Müsste ich also jetzt sagen, Unglück im Glück, wenn Sie nicht krank sind?

Und schon sehen wir uns vor dem nächsten Berg von Aufgaben stehen.

Wie setze ich den Rechtsanspruch durch, wenn ich keinen geeigneten Platz finde. Und was geschieht, wenn auch bei Durchsetzung kein Platz zu haben ist. Dann müssen sich Frau Hinz und Herr Kunz eben einlesen in Sachen Schadensersatz und Kostenerstattung – Klagen ist also auch nicht so einfach, wie es klingt, denn die beiden müssen sich schon überlegen „auf WAS“ sie denn jetzt klagen.

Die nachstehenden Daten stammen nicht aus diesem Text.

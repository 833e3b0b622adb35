//! content-studio binary entry point

use anyhow::{Context, Result};
use clap::{Parser, Subcommand};
use std::path::PathBuf;
use tracing::info;

use content_studio::config::AppConfig;
use content_studio::content::GenerationRequest;
use content_studio::http_server::{AppState, HttpServer};
use content_studio::logging::{init_logging, LogConfig};

#[derive(Debug, Parser)]
#[command(name = "content-studio", version, about = "Content management API with template-driven drafts")]
struct Cli {
    /// Configuration file (TOML)
    #[arg(short, long, env = "CONTENT_STUDIO_CONFIG", global = true)]
    config: Option<String>,

    #[command(subcommand)]
    command: Option<Command>,
}

#[derive(Debug, Subcommand)]
enum Command {
    /// Run the HTTP API (default)
    Serve {
        /// Override the configured bind address
        #[arg(long)]
        bind: Option<String>,
    },
    /// Print generated content to stdout
    Generate {
        #[arg(long)]
        title: String,
        #[arg(long)]
        topic: String,
        /// Content type tag; unknown tags fall back to blog unless --strict
        #[arg(long = "type", default_value = "blog")]
        content_type: String,
        /// Reject unknown content types instead of falling back
        #[arg(long)]
        strict: bool,
    },
    /// Write an annotated sample configuration file
    InitConfig {
        #[arg(long, default_value = "content-studio.toml.example")]
        output: PathBuf,
    },
}

#[tokio::main]
async fn main() -> Result<()> {
    let cli = Cli::parse();

    match cli.command.unwrap_or(Command::Serve { bind: None }) {
        Command::Serve { bind } => {
            let mut config = AppConfig::load(cli.config.as_deref())?;
            if let Some(bind) = bind {
                config.server.bind_addr = bind;
            }

            let _guard = init_logging(&LogConfig::from_server_config(&config.server))?;
            info!("Configuration: {:?}", config);

            HttpServer::new(config, AppState::in_memory()).serve().await
        }
        Command::Generate {
            title,
            topic,
            content_type,
            strict,
        } => {
            let request = GenerationRequest::new(title, content_type, topic);
            let validated = if strict {
                request.into_validated_strict()?
            } else {
                request.into_validated()?
            };
            println!("{}", validated.generate());
            Ok(())
        }
        Command::InitConfig { output } => {
            let sample = AppConfig::sample_toml()?;
            std::fs::write(&output, sample)
                .with_context(|| format!("Failed to write {}", output.display()))?;
            println!("📝 Wrote sample configuration to {}", output.display());
            Ok(())
        }
    }
}
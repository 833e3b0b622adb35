//! Template Content Generator
//!
//! Produces draft text for a content item by picking a fixed template for the
//! requested content type and interpolating the title and topic into it.
//! Generation is a pure function: no I/O, no shared state, and identical
//! inputs always give byte-identical output.

pub mod request;
pub mod templates;

pub use request::{GenerationRequest, GenerationResponse, ValidatedRequest};
pub use templates::TemplateFn;

use crate::error::Error;
use serde::{Deserialize, Serialize};
use std::fmt;
use std::str::FromStr;

/// Content archetypes with a dedicated template.
#[derive(Debug, Clone, Copy, PartialEq, Eq, Hash, Serialize, Deserialize, Default)]
#[serde(rename_all = "lowercase")]
pub enum ContentType {
    /// Long-form article
    #[default]
    Blog,
    /// Short social media post
    Social,
    /// Email newsletter
    Email,
    /// Marketing copy
    Marketing,
    /// Step-by-step guide
    Guide,
    /// Video script
    Script,
}

impl ContentType {
    /// Every content type, in tag order.
    pub const ALL: [ContentType; 6] = [
        ContentType::Blog,
        ContentType::Social,
        ContentType::Email,
        ContentType::Marketing,
        ContentType::Guide,
        ContentType::Script,
    ];

    /// Wire tag used in requests and stored content items.
    pub fn as_str(&self) -> &'static str {
        match self {
            ContentType::Blog => "blog",
            ContentType::Social => "social",
            ContentType::Email => "email",
            ContentType::Marketing => "marketing",
            ContentType::Guide => "guide",
            ContentType::Script => "script",
        }
    }

    /// Resolve a tag, falling back to [`ContentType::Blog`] for anything
    /// unrecognized. Matching is exact and case-sensitive.
    pub fn parse_or_default(tag: &str) -> Self {
        tag.parse().unwrap_or_default()
    }

    /// Template bound to this content type.
    pub fn template(&self) -> TemplateFn {
        match self {
            ContentType::Blog => templates::blog,
            ContentType::Social => templates::social,
            ContentType::Email => templates::email,
            ContentType::Marketing => templates::marketing,
            ContentType::Guide => templates::guide,
            ContentType::Script => templates::script,
        }
    }

    /// Fill this content type's template.
    pub fn render(&self, title: &str, topic: &str) -> String {
        (self.template())(title, topic)
    }
}

impl FromStr for ContentType {
    type Err = Error;

    fn from_str(s: &str) -> Result<Self, Self::Err> {
        ContentType::ALL
            .into_iter()
            .find(|ty| ty.as_str() == s)
            .ok_or_else(|| Error::Validation(format!("Unknown content type: {}", s)))
    }
}

impl fmt::Display for ContentType {
    fn fmt(&self, f: &mut fmt::Formatter<'_>) -> fmt::Result {
        f.write_str(self.as_str())
    }
}

/// Generate draft content for `title` and `topic`.
///
/// `content_type` is resolved with [`ContentType::parse_or_default`], so an
/// unknown tag silently produces a blog article. Callers validate that
/// `title` and `topic` are non-empty before calling.
pub fn generate(title: &str, content_type: &str, topic: &str) -> String {
    ContentType::parse_or_default(content_type).render(title, topic)
}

Da sich auch hier die Gutachter und sonstigen Rechtsverdreher noch drüber beugen, ist auch hier nicht alles klar auf der Andrea Doria.

* Die Andrea Doria,

das schnellste Schiff der italienischen Flotte unternahm 1953 seine erste Jungfernfahrt und ist bereits wenige Jahre später auf dem Weg nach New York gesunken – kollidiert mit einem Liner der schwedischen Flotte. Und so lehrt uns die Geschichte auf vielschichtige Weise immer wieder, nur schnell sein, heißt nicht immer auch ankommen.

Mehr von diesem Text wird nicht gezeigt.